Data entries:
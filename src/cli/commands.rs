use anyhow::{Context as _, Result};
use colored::Colorize;
use std::path::Path;

use crate::{
    app::{init_config, load_config, load_config_from, Config},
    query::{normalize, parse, route},
    runtime::{format_resolution, Resolver, Stores},
    sandbox::Validator,
    utils::{current_season, log_progress},
};

use super::{AskArgs, CacheAction, Cli, Commands};

/// Load configuration and apply command-line overrides
pub fn resolve_config(cli: &Cli) -> Result<Config> {
    let mut config = match &cli.config {
        Some(path) => load_config_from(path)?,
        None => load_config()?,
    };

    if let Some(model) = &cli.model {
        match model.split_once('/') {
            Some((provider, name)) => {
                config.model.provider = provider.to_string();
                config.model.name = name.to_string();
            }
            None => config.model.name = model.clone(),
        }
    }
    if cli.no_ai {
        config.model.enabled = false;
    }

    Ok(config)
}

/// Handle CLI subcommands. Returns the process exit code.
pub async fn handle_command(cli: &Cli) -> Result<i32> {
    match &cli.command {
        Commands::Ask(args) => ask(cli, args, false).await,
        Commands::Regenerate(args) => ask(cli, args, true).await,
        Commands::Parse { question, season } => {
            show_parse(question, *season)?;
            Ok(0)
        }
        Commands::Validate { file } => validate_file(file),
        Commands::Cache { action } => {
            let config = resolve_config(cli)?;
            let stores = Stores::open(&config)?;
            manage_cache(&stores, action)?;
            Ok(0)
        }
        Commands::Status => {
            show_status(cli).await?;
            Ok(0)
        }
        Commands::Init => {
            println!("Initializing Dugout configuration...");
            let path = init_config()?;
            println!("Configuration written to {}", path.display());
            Ok(0)
        }
    }
}

async fn ask(cli: &Cli, args: &AskArgs, regenerate: bool) -> Result<i32> {
    let mut config = resolve_config(cli)?;
    if args.season.is_some() {
        config.default_season = args.season;
    }

    let stores = Stores::open(&config)?;
    let mut resolver = Resolver::from_config(&config, &stores)?;
    if cli.verbose {
        resolver = resolver.with_progress(Box::new(|step: &str, detail: &str| log_progress(step, detail)));
    }

    let resolution = if regenerate {
        resolver.regenerate(&args.question).await
    } else {
        resolver.resolve(&args.question).await
    };

    println!("{}", format_resolution(&resolution, &args.format, args.show_code));
    Ok(if resolution.is_error() { 1 } else { 0 })
}

fn show_parse(question: &str, season: Option<i32>) -> Result<()> {
    let parsed = parse(question, Some(season.unwrap_or_else(current_season)));

    println!("{} {}", "Normalized:".bold(), normalize(question));
    println!("{} {}", "Route:".bold(), route(&parsed));
    println!(
        "{}\n{}",
        "Parsed query:".bold(),
        serde_json::to_string_pretty(&parsed).context("Failed to serialize parsed query")?
    );
    Ok(())
}

fn validate_file(file: &Path) -> Result<i32> {
    let code = std::fs::read_to_string(file).with_context(|| format!("Failed to read {}", file.display()))?;
    let verdict = Validator::new().validate(&code);

    if verdict.ok {
        println!("  [OK] {} passes validation", file.display());
        Ok(0)
    } else {
        println!("  [ERROR] {} has {} violation(s):", file.display(), verdict.violations.len());
        for violation in &verdict.violations {
            println!("    • {}", violation);
        }
        Ok(1)
    }
}

fn manage_cache(stores: &Stores, action: &CacheAction) -> Result<()> {
    match action {
        CacheAction::Stats => {
            println!("{}", stores.code.stats()?.format());
            println!("{}", stores.responses.stats()?.format());
        }
        CacheAction::Clear { code, responses } => {
            // no flag means both
            let both = !code && !responses;
            if *code || both {
                let removed = stores.code.clear()?;
                println!("Removed {} cached code entries", removed);
            }
            if *responses || both {
                let removed = stores.responses.clear()?;
                println!("Removed {} cached API responses", removed);
            }
        }
    }
    Ok(())
}

/// Show the code generator connection and cache state
async fn show_status(cli: &Cli) -> Result<()> {
    let config = resolve_config(cli)?;
    let stores = Stores::open(&config)?;
    let resolver = Resolver::from_config(&config, &stores)?;

    println!("Dugout Status:");
    println!();

    match resolver.generator() {
        Some(generator) => {
            if generator.check_connection().await {
                println!("  [OK] Code generator: {}", generator.describe());
            } else {
                println!("  [ERROR] Code generator: {} (unreachable)", generator.describe());
            }
        }
        None => println!("  [WARNING] Code generator: disabled (direct answers only)"),
    }

    println!("  [OK] Stats API: {}", config.stats_api.base_url);
    println!("  [OK] Default season: {}", config.default_season.unwrap_or_else(current_season));

    let config_path = crate::app::get_config_dir()?.join("config.toml");
    if config_path.exists() {
        println!("  [OK] Configuration: {}", config_path.display());
    } else {
        println!("  [WARNING] Configuration: Not found (using defaults)");
    }

    println!();
    println!("{}", resolver.code_cache_stats()?.format());
    println!("{}", stores.responses.stats()?.format());
    Ok(())
}
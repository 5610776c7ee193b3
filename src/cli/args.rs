use clap::{Parser, Subcommand, ValueEnum};
use std::path::PathBuf;

#[derive(Parser, Debug)]
#[command(name = "dugout")]
#[command(version)]
#[command(about = "Ask baseball statistics questions in plain English", long_about = None)]
pub struct Cli {
    /// Model used for generated code (e.g., ollama/qwen2.5-coder, openai/gpt-4o-mini)
    #[arg(short, long, global = true)]
    pub model: Option<String>,

    /// Path to configuration file
    #[arg(short, long, global = true)]
    pub config: Option<PathBuf>,

    /// Verbose output
    #[arg(short, long, global = true)]
    pub verbose: bool,

    /// Never fall back to generated code
    #[arg(long, global = true)]
    pub no_ai: bool,

    #[command(subcommand)]
    pub command: Commands,
}

#[derive(Subcommand, Debug)]
pub enum Commands {
    /// Answer a question
    Ask(AskArgs),
    /// Discard any cached code for a question and answer it again
    Regenerate(AskArgs),
    /// Show how a question is parsed and routed, without fetching anything
    Parse {
        question: String,
        /// Season used when the question names none
        #[arg(long)]
        season: Option<i32>,
    },
    /// Run the static validator over a script file
    Validate { file: PathBuf },
    /// Inspect or clear the on-disk caches
    Cache {
        #[command(subcommand)]
        action: CacheAction,
    },
    /// Check the code generator connection and cache state
    Status,
    /// Initialize configuration
    Init,
}

#[derive(clap::Args, Debug)]
pub struct AskArgs {
    /// The question, e.g. "Top 10 home runs in 2024"
    pub question: String,

    /// Season used when the question names none
    #[arg(long)]
    pub season: Option<i32>,

    /// Output format
    #[arg(long, value_enum, default_value_t = OutputFormat::Text)]
    pub format: OutputFormat,

    /// Include the generated code and resolution steps
    #[arg(long)]
    pub show_code: bool,
}

#[derive(Subcommand, Debug)]
pub enum CacheAction {
    /// Show cache statistics
    Stats,
    /// Remove cached entries (both stores unless one is named)
    Clear {
        /// Only the generated-code store
        #[arg(long)]
        code: bool,
        /// Only the API response store
        #[arg(long)]
        responses: bool,
    },
}

#[derive(Debug, Clone, ValueEnum)]
pub enum OutputFormat {
    /// Plain text output
    Text,
    /// JSON structured output
    Json,
    /// Markdown formatted output
    Markdown,
}
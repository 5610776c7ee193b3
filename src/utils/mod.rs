// Gateway module for utils - follows the Train Station Pattern
// All external access must go through this gateway

// Private submodules - not directly accessible from outside
mod errors;
mod logger;
mod season;

// Public re-exports - the ONLY way to access utils functionality
pub use errors::{DugoutError, ErrorKind, GeneratorError, UpstreamError};
pub use logger::{init_logger, log_progress};
pub use season::{current_season, current_season_at, truncate_message};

The task = The records above need to be written out again. Keep them exact.

Response =
filename src/cli/commands.rs
use anyhow::{Context as _, Result};
use colored::Colorize;
use std::path::Path;

use crate::{
    app::{init_config, load_config, load_config_from, Config},
    query::{normalize, parse, route},
    runtime::{format_resolution, Resolver, Stores},
    sandbox::Validator,
    utils::{current_season, log_progress},
};

use super::{AskArgs, CacheAction, Cli, Commands};

/// Load configuration and apply command-line overrides
pub fn resolve_config(cli: &Cli) -> Result<Config> {
    let mut config = match &cli.config {
        Some(path) => load_config_from(path)?,
        None => load_config()?,
    };

    if let Some(model) = &cli.model {
        match model.split_once('/') {
            Some((provider, name)) => {
                config.model.provider = provider.to_string();
                config.model.name = name.to_string();
            }
            None => config.model.name = model.clone(),
        }
    }
    if cli.no_ai {
        config.model.enabled = false;
    }

    Ok(config)
}

/// Handle CLI subcommands. Returns the process exit code.
pub async fn handle_command(cli: &Cli) -> Result<i32> {
    match &cli.command {
        Commands::Ask(args) => ask(cli, args, false).await,
        Commands::Regenerate(args) => ask(cli, args, true).await,
        Commands::Parse { question, season } => {
            show_parse(question, *season)?;
            Ok(0)
        }
        Commands::Validate { file } => validate_file(file),
        Commands::Cache { action } => {
            let config = resolve_config(cli)?;
            let stores = Stores::open(&config)?;
            manage_cache(&stores, action)?;
            Ok(0)
        }
        Commands::Status => {
            show_status(cli).await?;
            Ok(0)
        }
        Commands::Init => {
            println!("Initializing Dugout configuration...");
            let path = init_config()?;
            println!("Configuration written to {}", path.display());
            Ok(0)
        }
    }
}

async fn ask(cli: &Cli, args: &AskArgs, regenerate: bool) -> Result<i32> {
    let mut config = resolve_config(cli)?;
    if args.season.is_some() {
        config.default_season = args.season;
    }

    let stores = Stores::open(&config)?;
    let mut resolver = Resolver::from_config(&config, &stores)?;
    if cli.verbose {
        resolver = resolver.with_progress(Box::new(|step: &str, detail: &str| log_progress(step, detail)));
    }

    let resolution = if regenerate {
        resolver.regenerate(&args.question).await
    } else {
        resolver.resolve(&args.question).await
    };

    println!("{}", format_resolution(&resolution, &args.format, args.show_code));
    Ok(if resolution.is_error() { 1 } else { 0 })
}

fn show_parse(question: &str, season: Option<i32>) -> Result<()> {
    let parsed = parse(question, Some(season.unwrap_or_else(current_season)));

    println!("{} {}", "Normalized:".bold(), normalize(question));
    println!("{} {}", "Route:".bold(), route(&parsed));
    println!(
        "{}\n{}",
        "Parsed query:".bold(),
        serde_json::to_string_pretty(&parsed).context("Failed to serialize parsed query")?
    );
    Ok(())
}

fn validate_file(file: &Path) -> Result<i32> {
    let code = std::fs::read_to_string(file).with_context(|| format!("Failed to read {}", file.display()))?;
    let verdict = Validator::new().validate(&code);

    if verdict.ok {
        println!("  [OK] {} passes validation", file.display());
        Ok(0)
    } else {
        println!("  [ERROR] {} has {} violation(s):", file.display(), verdict.violations.len());
        for violation in &verdict.violations {
            println!("    • {}", violation);
        }
        Ok(1)
    }
}

fn manage_cache(stores: &Stores, action: &CacheAction) -> Result<()> {
    match action {
        CacheAction::Stats => {
            println!("{}", stores.code.stats()?.format());
            println!("{}", stores.responses.stats()?.format());
        }
        CacheAction::Clear { code, responses } => {
            // no flag means both
            let both = !code && !responses;
            if *code || both {
                let removed = stores.code.clear()?;
                println!("Removed {} cached code entries", removed);
            }
            if *responses || both {
                let removed = stores.responses.clear()?;
                println!("Removed {} cached API responses", removed);
            }
        }
    }
    Ok(())
}

/// Show the code generator connection and cache state
async fn show_status(cli: &Cli) -> Result<()> {
    let config = resolve_config(cli)?;
    let stores = Stores::open(&config)?;
    let resolver = Resolver::from_config(&config, &stores)?;

    println!("Dugout Status:");
    println!();

    match resolver.generator() {
        Some(generator) => {
            if generator.check_connection().await {
                println!("  [OK] Code generator: {}", generator.describe());
            } else {
                println!("  [ERROR] Code generator: {} (unreachable)", generator.describe());
            }
        }
        None => println!("  [WARNING] Code generator: disabled (direct answers only)"),
    }

    println!("  [OK] Stats API: {}", config.stats_api.base_url);
    println!("  [OK] Default season: {}", config.default_season.unwrap_or_else(current_season));

    let config_path = crate::app::get_config_dir()?.join("config.toml");
    if config_path.exists() {
        println!("  [OK] Configuration: {}", config_path.display());
    } else {
        println!("  [WARNING] Configuration: Not found (using defaults)");
    }

    println!();
    println!("{}", resolver.code_cache_stats()?.format());
    println!("{}", stores.responses.stats()?.format());
    Ok(())
}
repository 5610776c7ee193b3
filename src/cli/args.rs
use clap::{Parser, Subcommand, ValueEnum};
use std::path::PathBuf;

#[derive(Parser, Debug)]
#[command(name = "dugout")]
#[command(version)]
#[command(about = "Ask baseball statistics questions in plain English", long_about = None)]
pub struct Cli {
    /// Model used for generated code (e.g., ollama/qwen2.5-coder, openai/gpt-4o-mini)
    #[arg(short, long, global = true)]
    pub model: Option<String>,

    /// Path to configuration file
    #[arg(short, long, global = true)]
    pub config: Option<PathBuf>,

    /// Verbose output
    #[arg(short, long, global = true)]
    pub verbose: bool,

    /// Never fall back to generated code
    #[arg(long, global = true)]
    pub no_ai: bool,

    #[command(subcommand)]
    pub command: Commands,
}

#[derive(Subcommand, Debug)]
pub enum Commands {
    /// Answer a question
    Ask(AskArgs),
    /// Discard any cached code for a question and answer it again
    Regenerate(AskArgs),
    /// Show how a question is parsed and routed, without fetching anything
    Parse {
        question: String,
        /// Season used when the question names none
        #[arg(long)]
        season: Option<i32>,
    },
    /// Run the static validator over a script file
    Validate { file: PathBuf },
    /// Inspect or clear the on-disk caches
    Cache {
        #[command(subcommand)]
        action: CacheAction,
    },
    /// Check the code generator connection and cache state
    Status,
    /// Initialize configuration
    Init,
}

#[derive(clap::Args, Debug)]
pub struct AskArgs {
    /// The question, e.g. "Top 10 home runs in 2024"
    pub question: String,

    /// Season used when the question names none
    #[arg(long)]
    pub season: Option<i32>,

    /// Output format
    #[arg(long, value_enum, default_value_t = OutputFormat::Text)]
    pub format: OutputFormat,

    /// Include the generated code and resolution steps
    #[arg(long)]
    pub show_code: bool,
}

#[derive(Subcommand, Debug)]
pub enum CacheAction {
    /// Show cache statistics
    Stats,
    /// Remove cached entries (both stores unless one is named)
    Clear {
        /// Only the generated-code store
        #[arg(long)]
        code: bool,
        /// Only the API response store
        #[arg(long)]
        responses: bool,
    },
}

#[derive(Debug, Clone, ValueEnum)]
pub enum OutputFormat {
    /// Plain text output
    Text,
    /// JSON structured output
    Json,
    /// Markdown formatted output
    Markdown,
}
repository 5610776c7ee193b3
filename src/utils/mod.rs
// Gateway module for utils - follows the Train Station Pattern
// All external access must go through this gateway

// Private submodules - not directly accessible from outside
mod errors;
mod logger;
mod season;

// Public re-exports - the ONLY way to access utils functionality
pub use errors::{DugoutError, ErrorKind, GeneratorError, UpstreamError};
pub use logger::{init_logger, log_progress};
pub use season::{current_season, current_season_at, truncate_message};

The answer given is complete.